Boyer acknowledges that he feels a special affinity with students, whether they live on campus or across the street in an apartment as Ducruet did. He even believes a higher power is at work, tapping his shoulder at times when certain students need his attention. He doesn’t question it. He just responds. “I work about 80 hours a week. I love what I do. It’s a calling for me,” Boyer said. “I feel like for anybody, when they are where they’re supposed to be, doing what they’re supposed to be doing, great things are going to happen.”

It’s 3 a.m. in Monaco and the royal wedding reception for Ducret and Chevallier, both 26, is going strong. People are dancing and reveling in the warmth and wonder of the young couple’s wedding.

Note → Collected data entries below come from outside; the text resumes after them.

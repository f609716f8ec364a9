use devlink_core::{DeviceError, DeviceRecord, Host, Result};
use uuid::Uuid;

pub fn enumerate_devices(_host: &Host, _interface_class: Uuid) -> Result<Vec<DeviceRecord>> {
    Err(DeviceError::Unsupported("device interface enumeration"))
}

Boyer is tired, ready for bed, but he feels a shoulder tap. Yes, one of those. A boy asks Boyer if he has time to talk. They convene to a quiet corner, where Boyer, dressed to the nines in his brand new tuxedo, listens to the teenager talk about his life.

“So, he and I talked for the last two hours of the reception and just chatted about everything,” Boyer said. “Basically, he’ll be fine. He’s 18. He’s getting to live his dream. I told him to stop making life harder than it has to be. I told him he wasn’t supposed to know it all right now. I told him to just enjoy it.”

During this interview for this story with Boyer at WCU’s Starbucks, the very boy Boyer is talking about, the boy in Europe whose parents own a circus, sends Boyer a text. Boyer looks at his phone, which does not explode, and then looks up. “We’re still in touch,” Boyer said. “I can’t not work.”